Marquette University

09/06/2024 | News release | Distributed by Public on 09/06/2024 09:31

Finance professor offers unique perspective on student success as former nontraditional student

Marquette Business

Finance professor offers unique perspective on student success as former nontraditional student

  • By Andrew Goldstein| Marketing Communications Associate
  • September 6, 2024
  • 3min. read

Oleg Gurin stood out among the students in Dr. David Krause's Applied Investment Management class.

Only its second year, AIM enrolled about 20 students, mostly juniors and seniors from Wisconsin or the Chicago suburbs intent on a Wall Street career. But there was also Gurin, a 40-year-old undergraduate who grew up in Ukraine when it was part of the Soviet Union. He'd just gotten his green card four years prior.

"Marquette never made me feel like I was different or too old to learn," Gurin remembers. "I give credit to my professors and fellow students for that; they treated me like I was part of the group."

Gurin will rejoin Marquette this fall as the newest assistant professor of finance. He spent the last 16 years of his career at Northwestern Mutual, climbing the ladder from convertible bonds analyst all the way to senior director of investment performance and analytics.

When Gurin thinks about how to structure his future classes, one theme comes to mind: real-world application.

"The more practical exercises that students can do, the better because that's what really prepares them for the future," Gurin says. "In my experience, students retain information much better if they can apply it to something, so I'm going to try and give them chances to do that based on situations I faced myself."

While at Northwestern Mutual, Gurin saw Marquette from a different vantage point, hiring Marquette Business students as interns and seeing them grow just as he had a decade earlier. It made him wonder if teaching might be a pathway to greater positive influence on the next generation of business students.

"I turned 50 years old in 2015, and at Northwestern Mutual, people start retiring at 55 if they have put in enough years at the company; it made me start thinking about what's next," Gurin says.

Krause recommended that Gurin start his doctoral dissertation if he wanted to get serious about teaching. That's just what Gurin did, spending the next seven years researching bond optimization at life insurance companies while working a full-time job and raising his two children, Sasha and Izek.

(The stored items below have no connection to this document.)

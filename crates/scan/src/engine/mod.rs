//! Default [`TableEngine`] reading the Delta log through `object_store`.

use std::collections::HashMap;
use std::sync::Arc;

use async_trait::async_trait;
use dashmap::DashMap;
use object_store::path::Path;
use object_store::{Error as ObjectStoreError, ObjectStore};
use tracing::{debug, instrument, warn};
use url::{Position, Url};

use crate::kernel::arrow::{logical_arrow_schema, physical_arrow_schema};
use crate::kernel::deletion_vector::{decode_from_file, decode_inline};
use crate::kernel::{
    ColumnMappingMode, DeletionVectorDescriptor, EngineScan, EngineSnapshot, GlobalScanState,
    KernelResource, Metadata, Protocol, ScanDataIterator, ScanPredicate, SelectionVector,
    StructType, TableEngine,
};
use crate::{DeltaResult, DeltaTableError};

pub(crate) mod log_segment;
mod replay;

use log_segment::LogSegment;
use replay::LogReplayIterator;

/// Table engine replaying the Delta log stored in any `object_store` backend.
///
/// Object stores are created from the table URL on first use and cached per
/// scheme and authority, so all tables on one bucket share a client.
#[derive(Debug, Default)]
pub struct DefaultEngine {
    storage_options: HashMap<String, String>,
    stores: DashMap<String, Arc<dyn ObjectStore>>,
}

impl DefaultEngine {
    /// Create an engine without storage options.
    pub fn new() -> Self {
        Self::default()
    }

    /// Create an engine passing `options` to every object store it builds.
    pub fn with_storage_options(options: HashMap<String, String>) -> Self {
        Self {
            storage_options: options,
            stores: DashMap::new(),
        }
    }

    /// Use `store` for every table whose URL shares scheme and authority with `url`.
    pub fn with_object_store(self, url: &Url, store: Arc<dyn ObjectStore>) -> Self {
        self.stores.insert(store_key(url), store);
        self
    }
}

fn store_key(url: &Url) -> String {
    url[..Position::BeforePath].to_string()
}

#[async_trait]
impl TableEngine for DefaultEngine {
    #[instrument(skip(self))]
    async fn open_snapshot(
        &self,
        table_root: &Url,
        version: Option<i64>,
    ) -> DeltaResult<Option<Box<dyn EngineSnapshot>>> {
        let (store, root) = self.object_store(table_root)?;
        let location = table_root.as_str();
        let log_segment = LogSegment::try_new(store.as_ref(), &root, location, version).await?;

        let (protocol, metadata) = log_segment.read_metadata(store.as_ref()).await?;
        let protocol = protocol.ok_or_else(|| {
            DeltaTableError::engine_open(location, "no protocol action found in the log")
        })?;
        let metadata = metadata.ok_or_else(|| {
            DeltaTableError::engine_open(location, "no metaData action found in the log")
        })?;
        protocol.ensure_read_supported()?;

        let schema = metadata.schema().map_err(|err| {
            DeltaTableError::engine_open(location, format!("invalid table schema: {err}"))
        })?;
        let column_mapping_mode = metadata.column_mapping_mode()?;

        debug!(version = log_segment.version, "opened snapshot");
        let data = SnapshotData {
            table_root: table_root.clone(),
            log_segment,
            protocol,
            metadata,
            schema: Arc::new(schema),
            column_mapping_mode,
        };
        Ok(Some(Box::new(DefaultSnapshot {
            store,
            data: Arc::new(data),
        })))
    }

    #[instrument(skip(self, descriptor), fields(dv = %descriptor.unique_id()))]
    async fn load_selection_vector(
        &self,
        table_root: &Url,
        descriptor: &DeletionVectorDescriptor,
    ) -> DeltaResult<Option<Box<SelectionVector>>> {
        let deleted = match descriptor.absolute_path(table_root)? {
            None => decode_inline(descriptor)?,
            Some(location) => {
                let (store, path) = self.object_store(&location)?;
                let bytes = store.get(&path).await?.bytes().await?;
                decode_from_file(descriptor, &bytes)?
            }
        };
        if deleted.len() as i64 != descriptor.cardinality {
            warn!(
                expected = descriptor.cardinality,
                actual = deleted.len(),
                "deletion vector cardinality does not match its descriptor"
            );
        }
        Ok(Some(Box::new(SelectionVector::from_deleted(deleted))))
    }

    fn object_store(&self, url: &Url) -> DeltaResult<(Arc<dyn ObjectStore>, Path)> {
        let path = Path::from_url_path(url.path()).map_err(ObjectStoreError::from)?;
        let key = store_key(url);
        if let Some(store) = self.stores.get(&key) {
            return Ok((store.value().clone(), path));
        }
        let (store, _) = object_store::parse_url_opts(url, self.storage_options.iter())?;
        let store: Arc<dyn ObjectStore> = Arc::from(store);
        debug!(store = %key, "created object store");
        self.stores.insert(key, store.clone());
        Ok((store, path))
    }
}

/// Everything resolved when a snapshot is opened.
#[derive(Debug)]
pub(crate) struct SnapshotData {
    pub(crate) table_root: Url,
    pub(crate) log_segment: LogSegment,
    pub(crate) protocol: Protocol,
    pub(crate) metadata: Metadata,
    pub(crate) schema: Arc<StructType>,
    pub(crate) column_mapping_mode: ColumnMappingMode,
}

/// Snapshot handed out by [`DefaultEngine`].
#[derive(Debug)]
pub struct DefaultSnapshot {
    store: Arc<dyn ObjectStore>,
    data: Arc<SnapshotData>,
}

impl DefaultSnapshot {
    /// Protocol action in effect at this version.
    pub fn protocol(&self) -> &Protocol {
        &self.data.protocol
    }

    /// Metadata action in effect at this version.
    pub fn metadata(&self) -> &Metadata {
        &self.data.metadata
    }
}

impl KernelResource for DefaultSnapshot {
    fn kind(&self) -> &'static str {
        "snapshot"
    }
}

impl EngineSnapshot for DefaultSnapshot {
    fn version(&self) -> i64 {
        self.data.log_segment.version
    }

    fn table_root(&self) -> &Url {
        &self.data.table_root
    }

    fn schema(&self) -> &StructType {
        &self.data.schema
    }

    fn partition_columns(&self) -> &[String] {
        &self.data.metadata.partition_columns
    }

    fn column_mapping_mode(&self) -> ColumnMappingMode {
        self.data.column_mapping_mode
    }

    fn build_scan(
        &self,
        predicate: Option<ScanPredicate>,
    ) -> DeltaResult<Option<Box<dyn EngineScan>>> {
        let global_state = GlobalScanState {
            table_root: self.data.table_root.clone(),
            logical_schema: self.data.schema.clone(),
            logical_arrow_schema: logical_arrow_schema(&self.data.schema)?,
            physical_arrow_schema: physical_arrow_schema(
                &self.data.schema,
                self.data.column_mapping_mode,
            )?,
            partition_columns: self.data.metadata.partition_columns.clone(),
            column_mapping_mode: self.data.column_mapping_mode,
        };
        debug!(
            version = self.version(),
            predicate = ?predicate.as_ref().map(|p| p.to_string()),
            "built scan"
        );
        Ok(Some(Box::new(DefaultScan {
            store: self.store.clone(),
            data: self.data.clone(),
            predicate,
            global_state,
        })))
    }
}

/// Scan handed out by [`DefaultSnapshot`].
#[derive(Debug)]
pub struct DefaultScan {
    store: Arc<dyn ObjectStore>,
    data: Arc<SnapshotData>,
    predicate: Option<ScanPredicate>,
    global_state: GlobalScanState,
}

impl KernelResource for DefaultScan {
    fn kind(&self) -> &'static str {
        "scan"
    }
}

impl EngineScan for DefaultScan {
    fn global_scan_state(&self) -> DeltaResult<Option<Box<GlobalScanState>>> {
        Ok(Some(Box::new(self.global_state.clone())))
    }

    fn scan_data(&self) -> DeltaResult<Option<Box<dyn ScanDataIterator>>> {
        Ok(Some(Box::new(LogReplayIterator::new(
            self.store.clone(),
            self.data.clone(),
            self.predicate.clone(),
        ))))
    }
}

Others might have been intimidated by the prospect of spreading a Ph.D. over that length of time, but Gurin remembered a conversation he had with one of his wife's friends when deciding whether to get his undergraduate degree.

"One of my wife's friends said 'you're 38 now; by the time you finish your undergraduate degree, you'll be 42. I don't know if that's too old or not,'" he recalls. "That's when it occurred to me: I was going to be 42 years old anyway in four years. The only difference would be whether I had a degree to show for it."

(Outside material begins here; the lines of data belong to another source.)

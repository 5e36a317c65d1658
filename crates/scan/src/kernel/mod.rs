//! Delta Kernel module
//!
//! The kernel module contains all the logic for reading and processing the Delta Lake transaction log.

pub mod arrow;
pub mod deletion_vector;
pub mod engine;
pub mod handle;
pub mod models;
pub mod predicate;
pub mod scalars;
pub mod schema;

pub use deletion_vector::SelectionVector;
pub use engine::*;
pub use handle::{KernelHandle, KernelResource};
pub use models::*;
pub use predicate::{ColumnView, CompareOp, FileSkippingView, ScanPredicate};
pub use scalars::Scalar;
pub use schema::*;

While completing his Ph.D., Gurin also got his first experience teaching, signing on as an instructor of practice to teach both intro to Financial Management and Applied Financial Modeling. He used the opportunity to refine his teaching technique, experimenting with flipped classrooms in which students would watch lecture videos at home and work collaboratively on problems in class.

Upon his return to Marquette, Gurin will be surrounded by familiar faces, such as Professor of Finance Dr. Matteo Arena, who offered Gurin his first teaching role. Andrew DeGuire, the new James H. Keyes Dean of Business Administration, also worked closely with Gurin at Northwestern Mutual.

"We had a great working relationship when he was running the corporate strategy team; it will be nice to see him in the building every day," Gurin said.

With insurance and wealth management education as a growing part of the college's long-term plan and an AIM program that is stronger than ever, Gurin comes to Marquette Business at the perfect time for his expertise to add value to students' educational careers.